How different is trading in Banknifty options ? Can we apply same principles of Nifty trading in Banknifty also ?
To answer these questions , we must first understand the difference between Nifty and Banknifty. Nifty is a broad index representing different sectors like banking, IT , capital goods, pharma , metal, auto etc whereas Banknifty is a sectoral index of 12 large capital banks only. Having a broad base should give Nifty a much more stability because different sectors can behave differently. If one sector is rising, another can be falling and hence balancing each others movement to some extent. But in Banknifty , only differentiation can be private banks or public sector banks. Differentiation is too thin and hence movement can be unidirectional and much more sharp.

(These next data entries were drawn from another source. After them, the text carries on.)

use std::collections::HashSet;

use anyhow::anyhow;
use parking_lot::Mutex;
use roster_shared::{Row, StatusChange};
use tracing::{debug, info, instrument, warn};

use crate::transport::{Transport, TransportError};

/// Two-state status toggle, e.g. `active ⇄ deactive`.
#[derive(Debug, Clone, PartialEq, Eq)]
pub struct ToggleRule {
    on: String,
    off: String,
}

impl Default for ToggleRule {
    fn default() -> Self {
        Self::new("active", "deactive")
    }
}

impl ToggleRule {
    pub fn new(on: &str, off: &str) -> Self {
        Self {
            on: on.to_string(),
            off: off.to_string(),
        }
    }

    /// Parses `on,off`.
    pub fn parse(raw: &str) -> anyhow::Result<Self> {
        let (on, off) = raw
            .split_once(',')
            .ok_or_else(|| anyhow!("expected two statuses like active,deactive, got: {raw}"))?;
        let (on, off) = (on.trim(), off.trim());
        if on.is_empty() || off.is_empty() || on == off {
            return Err(anyhow!("toggle statuses must be two distinct values, got: {raw}"));
        }
        Ok(Self::new(on, off))
    }

    pub fn on(&self) -> &str {
        &self.on
    }

    pub fn off(&self) -> &str {
        &self.off
    }

    pub fn next(&self, current: &str) -> Option<&str> {
        if current == self.on {
            Some(self.off.as_str())
        } else if current == self.off {
            Some(self.on.as_str())
        } else {
            None
        }
    }
}

#[derive(Debug, Clone, PartialEq, Eq, thiserror::Error)]
pub enum MutationError {
    #[error("a status change for {id} is already in flight")]
    InFlight { id: String },

    #[error("no loaded row has id {id}")]
    UnknownEntity { id: String },

    #[error("row {id} has no status to toggle")]
    MissingStatus { id: String },

    #[error("status {status:?} of row {id} has no toggle counterpart")]
    UnknownStatus { id: String, status: String },

    #[error("status change for {id} failed and was rolled back: {source}")]
    Rejected {
        id: String,
        #[source]
        source: TransportError,
    },
}

/// Removes the id from the in-flight set however the mutation ends,
/// including when its future is dropped.
struct InFlightGuard<'a> {
    in_flight: &'a Mutex<HashSet<String>>,
    id: String,
}

impl Drop for InFlightGuard<'_> {
    fn drop(&mut self) {
        self.in_flight.lock().remove(&self.id);
    }
}

/// Applies status toggles to loaded rows before the backend confirms them
/// and reverts them when the write fails.
#[derive(Debug)]
pub struct OptimisticMutator {
    status_path: String,
    id_field: String,
    rule: ToggleRule,
    in_flight: Mutex<HashSet<String>>,
}

impl OptimisticMutator {
    pub fn new(status_path: impl Into<String>, id_field: impl Into<String>, rule: ToggleRule) -> Self {
        Self {
            status_path: status_path.into(),
            id_field: id_field.into(),
            rule,
            in_flight: Mutex::new(HashSet::new()),
        }
    }

    pub fn is_processing(&self, id: &str) -> bool {
        self.in_flight.lock().contains(id)
    }

    pub fn processing_count(&self) -> usize {
        self.in_flight.lock().len()
    }

    /// Flips the row's status in `rows`, then writes it. A second toggle of
    /// the same id while the first is pending is rejected. On failure the
    /// row goes back to its previous status, unless a newer fetch has
    /// already replaced it.
    #[instrument(skip(self, transport, rows), fields(path = %self.status_path))]
    pub async fn toggle<T>(
        &self,
        transport: &T,
        rows: &Mutex<Vec<Row>>,
        id: &str,
    ) -> Result<StatusChange, MutationError>
    where
        T: Transport + ?Sized,
    {
        let (change, _guard) = {
            let mut rows = rows.lock();
            let row = rows
                .iter_mut()
                .find(|row| row.id(&self.id_field).as_deref() == Some(id))
                .ok_or_else(|| MutationError::UnknownEntity { id: id.to_string() })?;

            let current = row
                .status()
                .ok_or_else(|| MutationError::MissingStatus { id: id.to_string() })?
                .to_string();
            let next = self
                .rule
                .next(&current)
                .ok_or_else(|| MutationError::UnknownStatus {
                    id: id.to_string(),
                    status: current.clone(),
                })?
                .to_string();

            if !self.in_flight.lock().insert(id.to_string()) {
                debug!(id, "rejecting toggle while another is in flight");
                return Err(MutationError::InFlight { id: id.to_string() });
            }
            let guard = InFlightGuard {
                in_flight: &self.in_flight,
                id: id.to_string(),
            };

            row.set_status(&next);
            debug!(id, from = %current, to = %next, "applied optimistic status");

            let change = StatusChange {
                id_field: self.id_field.clone(),
                id: id.to_string(),
                from: current,
                to: next,
            };
            (change, guard)
        };

        match transport.put_json(&self.status_path, &change.body()).await {
            Ok(()) => {
                info!(id, status = %change.to, "status change confirmed");
                Ok(change)
            }
            Err(source) => {
                warn!(id, error = %source, "status change failed; rolling back");
                rollback(rows, &self.id_field, &change);
                Err(MutationError::Rejected {
                    id: id.to_string(),
                    source,
                })
            }
        }
    }
}

fn rollback(rows: &Mutex<Vec<Row>>, id_field: &str, change: &StatusChange) {
    let mut rows = rows.lock();
    let Some(row) = rows
        .iter_mut()
        .find(|row| row.id(id_field).as_deref() == Some(change.id.as_str()))
    else {
        debug!(id = %change.id, "row left the list before rollback");
        return;
    };

    if row.status() == Some(change.to.as_str()) {
        row.set_status(&change.from);
    } else {
        debug!(id = %change.id, "row was refreshed since the toggle; keeping it");
    }
}

#[cfg(test)]
mod tests {
    use std::sync::atomic::{AtomicUsize, Ordering};
    use std::time::Duration;

    use parking_lot::Mutex;
    use roster_shared::{ListQuery, Row};
    use serde_json::{Value, json};

    use super::{MutationError, OptimisticMutator, ToggleRule};
    use crate::transport::{Transport, TransportError};

    struct StatusTransport {
        fail: bool,
        writes: AtomicUsize,
        last_body: Mutex<Option<Value>>,
    }

    impl StatusTransport {
        fn new(fail: bool) -> Self {
            Self {
                fail,
                writes: AtomicUsize::new(0),
                last_body: Mutex::new(None),
            }
        }
    }

    #[async_trait::async_trait]
    impl Transport for StatusTransport {
        async fn get_list(&self, _path: &str, _query: &ListQuery) -> Result<Value, TransportError> {
            Ok(json!([]))
        }

        async fn put_json(&self, path: &str, body: &Value) -> Result<(), TransportError> {
            tokio::time::sleep(Duration::from_millis(20)).await;
            self.writes.fetch_add(1, Ordering::SeqCst);
            *self.last_body.lock() = Some(body.clone());
            if self.fail {
                return Err(TransportError::Network {
                    path: path.to_string(),
                    message: "connection reset".to_string(),
                });
            }
            Ok(())
        }
    }

    fn rows() -> Mutex<Vec<Row>> {
        Mutex::new(vec![
            Row::from_value(json!({"_id": "a1", "title": "first", "status": "active"}))
                .expect("row"),
            Row::from_value(json!({"_id": "b2", "title": "second", "status": "deactive"}))
                .expect("row"),
        ])
    }

    fn status_of(rows: &Mutex<Vec<Row>>, id: &str) -> Option<String> {
        rows.lock()
            .iter()
            .find(|row| row.id("_id").as_deref() == Some(id))
            .and_then(|row| row.status().map(str::to_string))
    }

    fn mutator() -> OptimisticMutator {
        OptimisticMutator::new("blog/changeStatus", "_id", ToggleRule::default())
    }

    #[tokio::test(start_paused = true)]
    async fn failed_write_rolls_back() {
        let rows = rows();
        let transport = StatusTransport::new(true);

        let err = mutator()
            .toggle(&transport, &rows, "a1")
            .await
            .expect_err("write fails");

        assert!(matches!(err, MutationError::Rejected { .. }));
        assert_eq!(status_of(&rows, "a1").as_deref(), Some("active"));
        assert_eq!(transport.writes.load(Ordering::SeqCst), 1);
    }

    #[tokio::test(start_paused = true)]
    async fn optimistic_status_is_visible_before_confirmation() {
        let rows = rows();
        let transport = StatusTransport::new(false);
        let mutator = mutator();

        let (change, seen) = tokio::join!(mutator.toggle(&transport, &rows, "b2"), async {
            tokio::time::sleep(Duration::from_millis(5)).await;
            (status_of(&rows, "b2"), mutator.is_processing("b2"))
        });

        let change = change.expect("toggle succeeds");
        assert_eq!(seen, (Some("active".to_string()), true));
        assert_eq!(change.to, "active");
        assert_eq!(status_of(&rows, "b2").as_deref(), Some("active"));
        assert!(!mutator.is_processing("b2"));
        assert_eq!(
            transport.last_body.lock().clone(),
            Some(json!({"_id": "b2", "status": "active"}))
        );
    }

    #[tokio::test(start_paused = true)]
    async fn second_toggle_on_same_row_is_rejected() {
        let rows = rows();
        let transport = StatusTransport::new(false);
        let mutator = mutator();

        let (first, second, other) = tokio::join!(
            mutator.toggle(&transport, &rows, "a1"),
            mutator.toggle(&transport, &rows, "a1"),
            mutator.toggle(&transport, &rows, "b2"),
        );

        assert!(first.is_ok());
        assert_eq!(
            second,
            Err(MutationError::InFlight {
                id: "a1".to_string()
            })
        );
        assert!(other.is_ok());
        assert_eq!(status_of(&rows, "a1").as_deref(), Some("deactive"));
        assert_eq!(transport.writes.load(Ordering::SeqCst), 2);
        assert_eq!(mutator.processing_count(), 0);
    }

    #[tokio::test(start_paused = true)]
    async fn rollback_keeps_rows_replaced_by_a_refresh() {
        let rows = rows();
        let transport = StatusTransport::new(true);
        let mutator = mutator();

        let (result, ()) = tokio::join!(mutator.toggle(&transport, &rows, "a1"), async {
            tokio::time::sleep(Duration::from_millis(5)).await;
            *rows.lock() = vec![
                Row::from_value(json!({"_id": "a1", "status": "archived"})).expect("row"),
            ];
        });

        assert!(result.is_err());
        assert_eq!(status_of(&rows, "a1").as_deref(), Some("archived"));
    }

    #[tokio::test]
    async fn unknown_rows_and_statuses_are_refused() {
        let rows = Mutex::new(vec![
            Row::from_value(json!({"_id": "c3", "status": "pending"})).expect("row"),
            Row::from_value(json!({"_id": "d4"})).expect("row"),
        ]);
        let transport = StatusTransport::new(false);
        let mutator = mutator();

        assert!(matches!(
            mutator.toggle(&transport, &rows, "zz").await,
            Err(MutationError::UnknownEntity { .. })
        ));
        assert!(matches!(
            mutator.toggle(&transport, &rows, "c3").await,
            Err(MutationError::UnknownStatus { .. })
        ));
        assert!(matches!(
            mutator.toggle(&transport, &rows, "d4").await,
            Err(MutationError::MissingStatus { .. })
        ));
        assert_eq!(transport.writes.load(Ordering::SeqCst), 0);
    }

    #[test]
    fn toggle_rule_parses_pairs() {
        let rule = ToggleRule::parse("open, closed").expect("rule");
        assert_eq!(rule.next("open"), Some("closed"));
        assert_eq!(rule.next("closed"), Some("open"));
        assert_eq!(rule.next("other"), None);
        assert!(ToggleRule::parse("open").is_err());
        assert!(ToggleRule::parse("open,open").is_err());
    }
}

So fundamentally, Nifty is broad based but Banknifty is sectoral although it is very stronlgy represented in Nifty Index also. If stability is what we are looking for in our trading strategy, Nifty should be obvious choice. But this is not the case in recent past. It has been observed that percentage movement in Nifty has been equally (if not more) volatile as that of Banknifty.

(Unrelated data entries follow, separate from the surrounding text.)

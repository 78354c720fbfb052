use std::collections::BTreeMap;

use anyhow::Context;
use roster_shared::ListQuery;
use serde::Serialize;
use tracing::{debug, instrument, warn};

use crate::calendar::RangeNormalizer;
use crate::filter::{FieldSpec, FilterValue, FilterValues};

#[derive(Debug, Clone, PartialEq, Eq, Serialize)]
#[serde(untagged)]
pub enum WhereValue {
    Eq(String),
    Range { from: String, to: String },
}

/// Backend filter object, keyed by wire field. Sorted keys keep the
/// serialized form byte-stable.
#[derive(Debug, Clone, Default, PartialEq, Eq, Serialize)]
#[serde(transparent)]
pub struct WhereClause(BTreeMap<String, WhereValue>);

impl WhereClause {
    pub fn is_empty(&self) -> bool {
        self.0.is_empty()
    }

    pub fn len(&self) -> usize {
        self.0.len()
    }

    pub fn get(&self, wire_field: &str) -> Option<&WhereValue> {
        self.0.get(wire_field)
    }
}

#[derive(Serialize)]
struct FilterParam<'a> {
    #[serde(rename = "where")]
    where_clause: &'a WhereClause,
}

/// Turns applied filter values into the backend's where clause and its
/// query-string form.
#[derive(Debug, Clone)]
pub struct QuerySerializer {
    fields: Vec<FieldSpec>,
    normalizer: RangeNormalizer,
}

impl QuerySerializer {
    pub fn new(fields: Vec<FieldSpec>, normalizer: RangeNormalizer) -> Self {
        Self { fields, normalizer }
    }

    /// Blank text, empty enum selections and ranges without a start are
    /// left out; values for undeclared fields are ignored.
    #[instrument(skip_all, fields(values = applied.len()))]
    pub fn build_where(&self, applied: &FilterValues) -> anyhow::Result<WhereClause> {
        let mut clause = BTreeMap::new();

        for (name, value) in applied {
            let Some(field) = self.fields.iter().find(|field| &field.name == name) else {
                warn!(field = %name, "ignoring value for undeclared filter field");
                continue;
            };
            if value.is_empty() {
                continue;
            }

            let wire_value = match value {
                FilterValue::Text(text) => WhereValue::Eq(text.trim().to_string()),
                FilterValue::Choice(choice) => WhereValue::Eq(choice.trim().to_string()),
                FilterValue::Range(range) => {
                    let Some(bounds) = self
                        .normalizer
                        .normalize_range(range)
                        .with_context(|| format!("invalid date range for {name}"))?
                    else {
                        continue;
                    };
                    WhereValue::Range {
                        from: bounds.from_iso(),
                        to: bounds.to_iso(),
                    }
                }
            };
            clause.insert(field.wire_field.clone(), wire_value);
        }

        debug!(keys = clause.len(), "built where clause");
        Ok(WhereClause(clause))
    }

    /// `None` when nothing is filtered, so the caller omits the parameter
    /// instead of sending `{"where":{}}`.
    pub fn serialize(&self, applied: &FilterValues) -> anyhow::Result<Option<String>> {
        let clause = self.build_where(applied)?;
        encode_filter(&clause)
    }

    pub fn list_query(
        &self,
        page: u32,
        limit: u32,
        applied: &FilterValues,
    ) -> anyhow::Result<ListQuery> {
        Ok(ListQuery {
            page,
            limit,
            filter: self.serialize(applied)?,
        })
    }
}

pub fn encode_filter(clause: &WhereClause) -> anyhow::Result<Option<String>> {
    if clause.is_empty() {
        return Ok(None);
    }
    let encoded = serde_json::to_string(&FilterParam {
        where_clause: clause,
    })
    .context("failed to encode filter parameter")?;
    Ok(Some(encoded))
}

Another important observation is that Implied volatility in Banknifty options is at least 10 points higher than Nifty options.This means higher premiums and which means higher decay in premiums is possible with similar movements. If we calculate and compare the amount of money invested for Nifty and Banknifty options, we will find percentage returns are rather slightly better in case of Banknifty. Although this should not have been the case , but becuase of extremely low implied volatility but still high movements, Nifty has become a second choice for option writers. Its a matter of time when volumes will also catch up. Till otherers catch up , let us take the benefit of trading in Banknifty options.